Items from a dataset:
================================

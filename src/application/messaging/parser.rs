//! Message classifier - Decides which path a message body takes

/// Body that ends the session
pub const EXIT_KEYWORD: &str = "exit";

/// Prefix that turns a body into a handler command
pub const COMMAND_PREFIX: &str = "jbrake::";

/// Where a normal message is routed
#[derive(Debug, Clone, PartialEq, Eq)]
pub enum Route {
    Logout,
    Command(String),
    Generic(String),
}

/// Classifies message bodies. First match wins: exact exit keyword, then
/// command prefix, then everything else.
pub struct MessageParser {
    command_prefix: String,
}

impl MessageParser {
    pub fn new(prefix: impl Into<String>) -> Self {
        Self {
            command_prefix: prefix.into(),
        }
    }

    pub fn classify(&self, body: &str) -> Route {
        if body == EXIT_KEYWORD {
            return Route::Logout;
        }

        // Only leading whitespace is trimmed; the rest goes to the handler as-is
        if let Some(command) = body.strip_prefix(&self.command_prefix) {
            return Route::Command(command.trim_start().to_string());
        }

        Route::Generic(body.to_string())
    }
}

impl Default for MessageParser {
    fn default() -> Self {
        Self::new(COMMAND_PREFIX)
    }
}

================================

Exercise: Reproduce only the lines running from the one that contains "Route::Generic(body.to_string())" to the last line of the records.

Solution:
        Route::Generic(body.to_string())
    }
}

impl Default for MessageParser {
    fn default() -> Self {
        Self::new(COMMAND_PREFIX)
    }
}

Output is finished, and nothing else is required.